4. D. This is probably a legitimate message as it comes from a respectable organization.

Correct Answer: A

- (Exam Topic 1)
MX record priority increases as the number increases. (True/False.)

1. A. True
2. B. False

Correct Answer: B

- (Exam Topic 3)
John is investigating web-application firewall logs and observers that someone is attempting to inject the following:
char buff[10]; buff[>o] - 'a':
What type of attack is this?

1. A. CSRF
2. B. XSS
3. C. Buffer overflow
4. D. SQL injection

Correct Answer: C
Buffer overflow this attack is an anomaly that happens when software writing data to a buffer overflows the buffer’s capacity, leading to adjacent memory locations being overwritten. In other words, an excessive
amount of information is being passed into a container that doesn’t have enough space, which information finishes up replacing data in adjacent containers.Buffer overflows are often exploited by attackers with a goal of modifying a computer’s memory so as to undermine or take hold of program execution.

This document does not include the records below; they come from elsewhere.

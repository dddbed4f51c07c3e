//! Kubernetes resource watcher.
//!
//! Binds the reconciler to `kube_runtime::Controller`: the controller owns the
//! watch cache, deduplicates events per object and never runs two
//! reconciliations of the same object at once.

use crate::client::ClusterClient;
use crate::error::ControllerError;
use crate::reconciler::Reconciler;
use crate::service::{MANAGED_BY_LABEL, MANAGED_BY_VALUE};
use crate::workload::{ObjectKey, Workload};
use debug_profile::DebugProfile;
use futures::StreamExt;
use k8s_openapi::api::core::v1::Service;
use kube::Api;
use kube_runtime::{Controller, controller::{Action, Config as ControllerConfig}, watcher};
use std::sync::Arc;
use std::time::Duration;
use tokio_util::sync::CancellationToken;
use tracing::{debug, error, info, warn};

/// Reconciliations running at once, across all objects.
pub const RECONCILE_CONCURRENCY: u16 = 4;

/// Upper bound on a single reconciliation pass.
pub const RECONCILE_DEADLINE: Duration = Duration::from_secs(60);

/// Watch configuration scoped by the profile's label and field selectors.
pub fn watch_config(profile: &DebugProfile) -> watcher::Config {
    let mut config = watcher::Config::default();
    if let Some(labels) = profile.label_selector_query() {
        config = config.labels(&labels);
    }
    if let Some(fields) = profile.field_selector_query() {
        config = config.fields(&fields);
    }
    config
}

/// Watch configuration for companion Services: only those carrying the
/// managed-by marker are cached.
pub fn owned_service_config() -> watcher::Config {
    watcher::Config::default().labels(&format!("{MANAGED_BY_LABEL}={MANAGED_BY_VALUE}"))
}

async fn reconcile_with_deadline<W, C>(
    reconciler: &Reconciler<W, C>,
    key: &ObjectKey,
    deadline: Duration,
) -> Result<Action, ControllerError>
where
    W: Workload,
    C: ClusterClient<W> + ?Sized,
{
    match tokio::time::timeout(deadline, reconciler.reconcile(key)).await {
        Ok(result) => result,
        Err(_) => Err(ControllerError::Cancelled(format!("{key} did not finish within {deadline:?}"))),
    }
}

/// Requeue a failed object after its Fibonacci backoff delay.
fn error_policy<W, C>(obj: Arc<W>, error: &ControllerError, ctx: Arc<Reconciler<W, C>>) -> Action
where
    W: Workload,
    C: ClusterClient<W> + ?Sized,
{
    let key = ObjectKey::of(obj.as_ref());
    let delay = ctx.requeue_after_error(&key);
    match error {
        ControllerError::Cancelled(_) => warn!(workload = %key, "Reconciliation cancelled: {}", error),
        _ => error!(workload = %key, "Reconciliation failed: {}", error),
    }
    debug!(workload = %key, requeue_secs = delay.as_secs(), "Requeueing after error");
    Action::requeue(delay)
}

/// Watch workloads of kind `W` and reconcile every change until `shutdown` fires.
///
/// Changes to owned Services re-trigger their owning workload.
pub async fn watch_workload<W, C>(
    api: Api<W>,
    services: Api<Service>,
    config: watcher::Config,
    reconciler: Arc<Reconciler<W, C>>,
    shutdown: CancellationToken,
) -> Result<(), ControllerError>
where
    W: Workload,
    C: ClusterClient<W> + ?Sized + 'static,
{
    let kind = W::kind(&()).to_string();
    info!(kind = %kind, "Starting workload watcher");

    let reconcile = |obj: Arc<W>, ctx: Arc<Reconciler<W, C>>| async move {
        let key = ObjectKey::of(obj.as_ref());
        reconcile_with_deadline(ctx.as_ref(), &key, RECONCILE_DEADLINE).await
    };

    let controller_config = ControllerConfig::default().concurrency(RECONCILE_CONCURRENCY);

    let events = Controller::new(api, config)
        .owns(services, owned_service_config())
        .with_config(controller_config)
        .run(reconcile, error_policy::<W, C>, reconciler)
        .for_each(|res| async move {
            match res {
                Ok((object, _)) => debug!("Reconciled {}", object),
                Err(e) => warn!("Controller error: {}", e),
            }
        });

    tokio::select! {
        () = events => {
            warn!(kind = %kind, "Workload watch stream ended");
            Err(ControllerError::Watch(format!("{kind} watch stream ended")))
        }
        () = shutdown.cancelled() => {
            info!(kind = %kind, "Shutdown requested, stopping workload watcher");
            Ok(())
        }
    }
}

#[cfg(test)]
mod tests {
    use super::*;
    use crate::test_utils::{MockClusterClient, container, deployment, profile};
    use k8s_openapi::api::apps::v1::Deployment;
    use std::collections::BTreeMap;

    type TestReconciler = Reconciler<Deployment, MockClusterClient<Deployment>>;

    fn reconciler(client: Arc<MockClusterClient<Deployment>>) -> Arc<TestReconciler> {
        Arc::new(Reconciler::new(client, Arc::new(profile()), false, CancellationToken::new()))
    }

    fn api_deployment() -> Deployment {
        deployment("api", "dev", vec![container("server", &["/app/server"])])
    }

    #[test]
    fn test_watch_config_renders_both_selectors() {
        let mut profile = profile();
        profile.label_selector =
            BTreeMap::from([("tier".to_string(), "web".to_string()), ("app".to_string(), "api".to_string())]);
        profile.field_selector = BTreeMap::from([("metadata.name".to_string(), "api".to_string())]);

        let config = watch_config(&profile);

        assert_eq!(config.label_selector.as_deref(), Some("app=api,tier=web"));
        assert_eq!(config.field_selector.as_deref(), Some("metadata.name=api"));
    }

    #[test]
    fn test_watch_config_skips_empty_selector() {
        let mut profile = profile();
        profile.field_selector.clear();

        let config = watch_config(&profile);

        assert_eq!(config.label_selector.as_deref(), Some("app=api"));
        assert!(config.field_selector.is_none());
    }

    #[test]
    fn test_owned_services_are_scoped_to_marker_label() {
        let config = owned_service_config();

        assert_eq!(
            config.label_selector.as_deref(),
            Some("app.kubernetes.io/managed-by=pod-debug")
        );
        assert!(config.field_selector.is_none());
    }

    #[tokio::test]
    async fn test_reconcile_past_deadline_is_cancelled() {
        let client = Arc::new(MockClusterClient::new().with_workload(api_deployment()));
        client.hang_next_get();
        let reconciler = reconciler(client.clone());

        let result =
            reconcile_with_deadline(reconciler.as_ref(), &ObjectKey::new("dev", "api"), Duration::from_millis(20))
                .await;

        assert!(matches!(result, Err(ControllerError::Cancelled(_))));
        assert_eq!(client.writes(), 0);
    }

    #[tokio::test]
    async fn test_reconcile_within_deadline_returns_action() {
        let client = Arc::new(MockClusterClient::new().with_workload(api_deployment()));
        let reconciler = reconciler(client.clone());

        let action = reconcile_with_deadline(reconciler.as_ref(), &ObjectKey::new("dev", "api"), RECONCILE_DEADLINE)
            .await
            .unwrap();

        assert_eq!(action, Action::await_change());
        assert_eq!(client.service_count(), 1);
    }

    #[test]
    fn test_error_policy_requeues_with_growing_delay() {
        let reconciler = reconciler(Arc::new(MockClusterClient::new()));
        let obj = Arc::new(api_deployment());
        let error = ControllerError::Cancelled("dev/api did not finish".to_string());

        let delays: Vec<Action> = (0..3)
            .map(|_| error_policy(obj.clone(), &error, reconciler.clone()))
            .collect();

        assert_eq!(
            delays,
            vec![
                Action::requeue(Duration::from_secs(5)),
                Action::requeue(Duration::from_secs(10)),
                Action::requeue(Duration::from_secs(15)),
            ]
        );
    }

    #[tokio::test]
    async fn test_error_policy_backoff_resets_after_success() {
        let client = Arc::new(MockClusterClient::new().with_workload(api_deployment()));
        let reconciler = reconciler(client);
        let obj = Arc::new(api_deployment());
        let error = ControllerError::Watch("stream reset".to_string());

        error_policy(obj.clone(), &error, reconciler.clone());
        error_policy(obj.clone(), &error, reconciler.clone());
        reconcile_with_deadline(reconciler.as_ref(), &ObjectKey::of(obj.as_ref()), RECONCILE_DEADLINE)
            .await
            .unwrap();

        assert_eq!(
            error_policy(obj, &error, reconciler),
            Action::requeue(Duration::from_secs(5))
        );
    }
}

What’s a buffer?A buffer, or data buffer, is a neighborhood of physical memory storage wont to temporarily store data while it’s being moved from one place to a different . These buffers typically sleep in RAM memory. Computers frequently use buffers to assist improve performance; latest hard drives cash in of buffering to efficiently access data, and lots of online services also use buffers. for instance , buffers are frequently utilized in online video streaming to stop interruption. When a video is streamed, the video player downloads and stores perhaps 20% of the video at a time during a buffer then streams from that buffer. This way, minor drops in connection speed or quick service disruptions won’t affect the video stream performance.Buffers are designed to contain specific amounts of knowledge . Unless the program utilizing the buffer has built-in instructions to discard data when an excessive amount of is shipped to the buffer, the program will overwrite data in memory adjacent to the buffer.Buffer overflows are often exploited by attackers to corrupt software. Despite being well-understood, buffer overflow attacks are still a serious security problem that torment cyber-security teams. In 2014 a threat referred to as ‘heartbleed’ exposed many many users to attack due to a buffer overflow vulnerability in SSL software.
How do attackers exploit buffer overflows?An attacker can deliberately feed a carefully crafted input into a program which will cause the program to undertake and store that input during a buffer that isn’t large enough, overwriting portions of memory connected to the buffer space. If the memory layout of the program is well-defined, the attacker can deliberately overwrite areas known to contain executable code. The attacker can then replace this code together with his own executable code, which may drastically change how the program is meant to figure .For example if the overwritten part in memory contains a pointer (an object that points to a different place in memory) the attacker’s code could replace that code with another pointer that points to an exploit payload. this will transfer control of the entire program over to theattacker’s code.

- (Exam Topic 2)
Henry Is a cyber security specialist hired by BlackEye - Cyber security solutions. He was tasked with discovering the operating system (OS) of a host. He used the Unkornscan tool to discover the OS of the target system. As a result, he obtained a TTL value, which Indicates that the target system is running a Windows OS. Identify the TTL value Henry obtained, which indicates that the target OS is Windows.

1. A. 64
2. B. 128
3. C. 255
4. D. 138

Correct Answer: B
Windows TTL 128, Linux TTL 64, OpenBSD 255 ... https://subinsb.com/default-device-ttl-values/ Time to Live (TTL) represents to number of 'hops' a packet can take before it is considered invalid. For
Windows/Windows Phone, this value is 128. This value is 64 for Linux/Android.